»»

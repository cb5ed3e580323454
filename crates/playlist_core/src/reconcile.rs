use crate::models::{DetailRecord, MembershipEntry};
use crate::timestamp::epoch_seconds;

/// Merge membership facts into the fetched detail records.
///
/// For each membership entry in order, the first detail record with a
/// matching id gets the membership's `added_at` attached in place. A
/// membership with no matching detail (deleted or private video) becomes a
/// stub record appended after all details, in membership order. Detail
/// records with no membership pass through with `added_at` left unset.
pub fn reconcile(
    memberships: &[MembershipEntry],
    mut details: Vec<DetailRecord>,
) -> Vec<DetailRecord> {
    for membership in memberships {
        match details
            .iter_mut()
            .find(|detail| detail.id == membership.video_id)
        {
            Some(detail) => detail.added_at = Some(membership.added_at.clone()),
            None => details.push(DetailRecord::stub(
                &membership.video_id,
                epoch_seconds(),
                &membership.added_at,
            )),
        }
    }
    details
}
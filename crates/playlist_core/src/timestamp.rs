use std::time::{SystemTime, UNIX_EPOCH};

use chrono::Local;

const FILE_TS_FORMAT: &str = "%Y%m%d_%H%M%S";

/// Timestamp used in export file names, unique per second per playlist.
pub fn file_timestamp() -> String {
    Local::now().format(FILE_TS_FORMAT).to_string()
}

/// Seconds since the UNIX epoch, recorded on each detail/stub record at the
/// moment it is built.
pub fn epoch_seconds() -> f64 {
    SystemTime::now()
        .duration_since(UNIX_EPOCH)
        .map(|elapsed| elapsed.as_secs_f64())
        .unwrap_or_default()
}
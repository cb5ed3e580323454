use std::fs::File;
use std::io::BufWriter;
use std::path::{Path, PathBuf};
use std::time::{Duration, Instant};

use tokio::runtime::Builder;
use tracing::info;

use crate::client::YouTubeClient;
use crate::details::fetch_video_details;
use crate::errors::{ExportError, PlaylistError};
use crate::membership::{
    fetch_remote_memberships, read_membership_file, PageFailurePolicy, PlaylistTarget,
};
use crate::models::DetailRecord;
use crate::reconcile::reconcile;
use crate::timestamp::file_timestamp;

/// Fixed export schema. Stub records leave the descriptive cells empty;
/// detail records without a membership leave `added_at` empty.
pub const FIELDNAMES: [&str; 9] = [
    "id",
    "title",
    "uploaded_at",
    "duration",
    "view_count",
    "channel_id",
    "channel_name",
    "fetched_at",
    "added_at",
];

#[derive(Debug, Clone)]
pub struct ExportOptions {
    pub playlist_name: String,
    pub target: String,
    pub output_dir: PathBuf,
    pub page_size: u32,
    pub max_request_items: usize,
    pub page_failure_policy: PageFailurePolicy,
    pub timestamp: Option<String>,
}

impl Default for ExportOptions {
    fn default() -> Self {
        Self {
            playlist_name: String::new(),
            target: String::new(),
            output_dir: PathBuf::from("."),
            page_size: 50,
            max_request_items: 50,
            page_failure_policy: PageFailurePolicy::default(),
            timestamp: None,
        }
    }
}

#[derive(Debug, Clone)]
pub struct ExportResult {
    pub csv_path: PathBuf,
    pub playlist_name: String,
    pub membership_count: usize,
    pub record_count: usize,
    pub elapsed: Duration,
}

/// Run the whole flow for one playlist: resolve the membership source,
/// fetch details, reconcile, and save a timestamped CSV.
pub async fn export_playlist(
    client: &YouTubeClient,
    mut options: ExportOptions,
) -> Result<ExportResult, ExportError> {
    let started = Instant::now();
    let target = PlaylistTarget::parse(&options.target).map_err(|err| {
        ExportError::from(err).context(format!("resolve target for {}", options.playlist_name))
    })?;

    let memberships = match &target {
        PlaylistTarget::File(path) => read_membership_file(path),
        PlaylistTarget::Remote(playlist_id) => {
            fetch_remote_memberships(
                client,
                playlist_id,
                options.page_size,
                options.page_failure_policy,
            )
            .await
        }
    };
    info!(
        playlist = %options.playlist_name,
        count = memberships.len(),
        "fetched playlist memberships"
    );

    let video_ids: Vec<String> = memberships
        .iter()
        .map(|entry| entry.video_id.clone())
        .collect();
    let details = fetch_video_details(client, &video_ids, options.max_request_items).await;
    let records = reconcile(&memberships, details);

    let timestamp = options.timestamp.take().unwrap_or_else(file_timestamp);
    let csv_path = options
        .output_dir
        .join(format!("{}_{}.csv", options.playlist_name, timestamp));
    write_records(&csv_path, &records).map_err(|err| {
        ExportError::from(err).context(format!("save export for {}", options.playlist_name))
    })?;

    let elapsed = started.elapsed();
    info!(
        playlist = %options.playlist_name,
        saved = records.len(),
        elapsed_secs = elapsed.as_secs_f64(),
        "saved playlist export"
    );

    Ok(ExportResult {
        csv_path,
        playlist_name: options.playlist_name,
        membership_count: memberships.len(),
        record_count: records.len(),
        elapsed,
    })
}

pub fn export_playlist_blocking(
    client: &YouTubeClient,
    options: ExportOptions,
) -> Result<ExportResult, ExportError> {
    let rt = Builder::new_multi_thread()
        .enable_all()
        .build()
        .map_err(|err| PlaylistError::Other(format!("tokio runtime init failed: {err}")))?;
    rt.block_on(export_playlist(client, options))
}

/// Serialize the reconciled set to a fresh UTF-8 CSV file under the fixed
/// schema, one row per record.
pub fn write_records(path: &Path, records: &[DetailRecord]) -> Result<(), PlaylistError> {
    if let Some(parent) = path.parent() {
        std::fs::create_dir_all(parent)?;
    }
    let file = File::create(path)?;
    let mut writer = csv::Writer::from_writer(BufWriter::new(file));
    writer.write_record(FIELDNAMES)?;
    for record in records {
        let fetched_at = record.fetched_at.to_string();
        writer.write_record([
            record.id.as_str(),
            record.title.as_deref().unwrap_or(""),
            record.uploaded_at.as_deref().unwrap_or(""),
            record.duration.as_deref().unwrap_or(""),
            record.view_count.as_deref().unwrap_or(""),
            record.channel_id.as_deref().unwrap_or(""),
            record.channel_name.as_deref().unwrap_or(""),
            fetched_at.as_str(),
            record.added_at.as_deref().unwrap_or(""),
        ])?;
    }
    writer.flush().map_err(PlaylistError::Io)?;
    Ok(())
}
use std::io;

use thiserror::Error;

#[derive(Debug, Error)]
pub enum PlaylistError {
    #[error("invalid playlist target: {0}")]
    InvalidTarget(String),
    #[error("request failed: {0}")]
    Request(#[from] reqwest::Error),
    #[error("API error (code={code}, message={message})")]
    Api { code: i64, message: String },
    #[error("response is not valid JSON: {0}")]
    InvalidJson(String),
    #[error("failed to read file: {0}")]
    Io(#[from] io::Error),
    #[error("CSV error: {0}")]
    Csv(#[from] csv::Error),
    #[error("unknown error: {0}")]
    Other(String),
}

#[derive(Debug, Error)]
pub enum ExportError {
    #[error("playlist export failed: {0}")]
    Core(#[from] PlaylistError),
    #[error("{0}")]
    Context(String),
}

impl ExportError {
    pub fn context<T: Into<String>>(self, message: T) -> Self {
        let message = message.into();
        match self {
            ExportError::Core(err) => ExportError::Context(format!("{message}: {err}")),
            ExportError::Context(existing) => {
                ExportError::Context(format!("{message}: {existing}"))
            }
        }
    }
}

««

*EXERCISE OBJECTIVE:* Set the material down exactly as written, starting at its first line. The line containing "video) becomes a" is the last one to include.

*RESULT OF THIS EXERCISE:*
repository cb5ed3e580323454
filename crates/playlist_core/src/reconcile.rs
use crate::models::{DetailRecord, MembershipEntry};
use crate::timestamp::epoch_seconds;

/// Merge membership facts into the fetched detail records.
///
/// For each membership entry in order, the first detail record with a
/// matching id gets the membership's `added_at` attached in place. A
/// membership with no matching detail (deleted or private video) becomes a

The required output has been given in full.